しかも「共謀」は「長期間にわたる複数回の、複数の場所における謀議から構成」されている場合には、「その個々の共謀の日時、場所、参加者、謀議の具体的内容等は不明で」あってもよい、具体的な「立証」の必要はない、とまで極論しています。事実上、「起訴されたら犯人だ」ということです。こんな暴論を許してはなりません。これは検察官が本件の「立証」が失敗していることの何よりの証明です。
また太政官布告の爆発物取締罰則は、足立昌勝教授の証言によって、太政官においてさえ一切審議されておらず、実質的にも法としての効力は明治憲法下ですら、なかったのだ、という新たな事実が明らかになっています。爆取はそもそも初めから無効なのです。
爆取は、今日テロ防止条約などと絡めて、(論告でいう「法律第121号」による「改正」とは、まさにそれを指していますが)新たな戦時型治安弾圧の手段として位置づけられ、侵略戦争体制づくりのために発動されようとしています。

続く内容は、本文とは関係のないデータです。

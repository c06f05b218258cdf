//! Session-scoped state shared by every component.
//!
//! A [Session] is created once per connected client and handed (by clone) to each component
//! that reads or writes it. All mutation happens in short critical sections that are never
//! held across an `.await`, so a reader observes either the previous or the next snapshot of a
//! roster, never a partially built one.
//!
//! Calling [Session::end] tears the session down: results of operations still in flight are
//! discarded when they complete instead of being applied.

use crate::{
    types::{Account, Candidate, ElectionState, Voter},
    Error,
};
use std::sync::{
    atomic::{AtomicBool, Ordering},
    Arc, Mutex,
};

/// Message reported when the wallet exposes no authorized account.
pub const NO_ACCOUNT: &str = "No Account Found";

/// What a [Family::Read] report was produced by.
#[derive(Clone, Copy, Debug, PartialEq, Eq, Hash)]
pub enum Source {
    /// The ledger binding (contract address and interface).
    Config,
    Candidates,
    Voters,
    Election,
}

/// Operation family that produced a [Report].
///
/// Reads carry their [Source]: a successful refresh of one source never clears a report
/// raised by another.
#[derive(Clone, Copy, Debug, PartialEq, Eq, Hash)]
pub enum Family {
    Connection,
    Read(Source),
    Write,
    Upload,
}

/// How the UI should present a [Report].
#[derive(Clone, Copy, Debug, PartialEq, Eq)]
pub enum Severity {
    /// Informational (not an error banner).
    Info,
    Error,
}

/// The single, most recent error visible to the user.
#[derive(Clone, Debug, PartialEq, Eq)]
pub struct Report {
    pub family: Family,
    pub severity: Severity,
    pub message: String,
}

impl Report {
    pub fn is_informational(&self) -> bool {
        self.severity == Severity::Info
    }
}

/// An immutable roster snapshot.
#[derive(Clone, Debug)]
struct Snapshot<T> {
    entries: Arc<Vec<T>>,
    fetch_failed: bool,
}

impl<T> Default for Snapshot<T> {
    fn default() -> Self {
        Self {
            entries: Arc::new(Vec::new()),
            fetch_failed: false,
        }
    }
}

#[derive(Default)]
struct State {
    ended: bool,
    account: Option<Account>,
    candidates: Snapshot<Candidate>,
    voters: Snapshot<Voter>,
    election: ElectionState,
    report: Option<Report>,
}

/// Handle to the state of one client session.
#[derive(Clone, Default)]
pub struct Session {
    state: Arc<Mutex<State>>,

    /// Set while a winner declaration is in flight (or after it succeeded).
    latch: Arc<AtomicBool>,
}

impl Session {
    pub fn new() -> Self {
        Self::default()
    }

    /// Apply `f` if the session has not ended.
    fn update<R>(&self, f: impl FnOnce(&mut State) -> R) -> Option<R> {
        let mut state = self.state.lock().unwrap();
        if state.ended {
            return None;
        }
        Some(f(&mut state))
    }

    fn read<R>(&self, f: impl FnOnce(&State) -> R) -> R {
        let state = self.state.lock().unwrap();
        f(&state)
    }

    /// Discard the session. Later updates are ignored.
    pub fn end(&self) {
        self.state.lock().unwrap().ended = true;
    }

    pub fn is_live(&self) -> bool {
        self.read(|state| !state.ended)
    }

    pub fn account(&self) -> Option<Account> {
        self.read(|state| state.account.clone())
    }

    /// Record the connected account. Returns false if the session has ended.
    pub fn set_account(&self, account: Account) -> bool {
        self.update(|state| state.account = Some(account)).is_some()
    }

    pub fn candidates(&self) -> Arc<Vec<Candidate>> {
        self.read(|state| state.candidates.entries.clone())
    }

    pub fn voters(&self) -> Arc<Vec<Voter>> {
        self.read(|state| state.voters.entries.clone())
    }

    /// Returns true if the last candidate refresh could not reach the contract.
    pub fn candidates_fetch_failed(&self) -> bool {
        self.read(|state| state.candidates.fetch_failed)
    }

    /// Returns true if the last voter refresh could not reach the contract.
    pub fn voters_fetch_failed(&self) -> bool {
        self.read(|state| state.voters.fetch_failed)
    }

    /// Atomically replace the candidate snapshot. Returns false if the session has ended.
    pub fn replace_candidates(&self, entries: Vec<Candidate>, fetch_failed: bool) -> bool {
        self.update(|state| {
            state.candidates = Snapshot {
                entries: Arc::new(entries),
                fetch_failed,
            }
        })
        .is_some()
    }

    /// Atomically replace the voter snapshot. Returns false if the session has ended.
    pub fn replace_voters(&self, entries: Vec<Voter>, fetch_failed: bool) -> bool {
        self.update(|state| {
            state.voters = Snapshot {
                entries: Arc::new(entries),
                fetch_failed,
            }
        })
        .is_some()
    }

    pub fn election(&self) -> ElectionState {
        self.read(|state| state.election.clone())
    }

    /// Merge a ledger reading of the election state (see [ElectionState::merge]).
    pub fn merge_election(&self, next: ElectionState) -> Option<ElectionState> {
        self.update(|state| {
            state.election.merge(next);
            state.election.clone()
        })
    }

    /// The current report, if any.
    pub fn report(&self) -> Option<Report> {
        self.read(|state| state.report.clone())
    }

    /// Overwrite the current report with `error`.
    pub fn fail(&self, family: Family, error: &Error) {
        self.update(|state| {
            state.report = Some(Report {
                family,
                severity: Severity::Error,
                message: error.to_string(),
            })
        });
    }

    /// Overwrite the current report with an informational message.
    pub fn notice(&self, family: Family, message: &str) {
        self.update(|state| {
            state.report = Some(Report {
                family,
                severity: Severity::Info,
                message: message.to_string(),
            })
        });
    }

    /// Clear the current report if it was produced by `family`.
    pub fn clear(&self, family: Family) {
        self.update(|state| {
            if state
                .report
                .as_ref()
                .is_some_and(|report| report.family == family)
            {
                state.report = None;
            }
        });
    }

    /// Clear the current report regardless of its family.
    pub fn clear_all(&self) {
        self.update(|state| state.report = None);
    }

    /// Acquire the declare latch. Returns false if it is already held.
    pub fn try_latch(&self) -> bool {
        self.latch
            .compare_exchange(false, true, Ordering::AcqRel, Ordering::Acquire)
            .is_ok()
    }

    pub fn release_latch(&self) {
        self.latch.store(false, Ordering::Release);
    }

    pub fn latched(&self) -> bool {
        self.latch.load(Ordering::Acquire)
    }
}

だからこそ、爆取を今こそ廃止し、本件デッチあげとともに粉砕しなければなりません。
暴虐と迫害の責任をとれ
昨年12月末に、ようやくにして保釈をかちとり、「外」へ出てみてあらためて16年という失われた歳月の重さと長さを実感しました。
私の主治医は、「回復には勾留期間の4分の1ないし3分の1はかかる」と言っています。4〜5年は体力が元に戻らないで、現在の痛みが続くということです。この私に対する、暴虐と迫害の責任を誰がとってくれるというのですか。
16年間の未決勾留とは、私が家族や友人たちとごく当たり前に言葉を交わすといった、およそ人間的な生活や、社会生活に欠かせないすべてのものを権力が奪い去っていった過程であり、無実・無罪の私たちの公判闘争に対する妨害としてもあったのです。本当に許せません。
本公判では、病苦を押して小島筆跡鑑定批判の貴重な証言をしていただいた木下信男先生を始め、16年もの長期裁判の過程で、支援の皆さんの中にも亡くなられた方々が少なからずおられます。その方々のためにも、絶対に無実・無罪判決をかちとります。どうか私たちを今後も見守っていてください。勝利の日はそう遠くはないはずです。
検察官は、16年間も私たちを不当に獄中に監禁しておきながら、なおも「被告人3名の反社会的性格は誠に顕著」であるとして、私に13年、須賀さんに15年、十亀さんに13年ものとてつもない重刑攻撃をかけてきています。断じて許せません。
木口信之裁判官、合田悦三裁判官、北村治樹裁判官は、治安弾圧を優先させて、侵略戦争の推進者となるのか、それとも「無実は無罪に!」という原則を守って無実・無罪判決を行うのかという選択を迫られているのです。答えは一つです。無実・無罪判決を速やかに行ってください。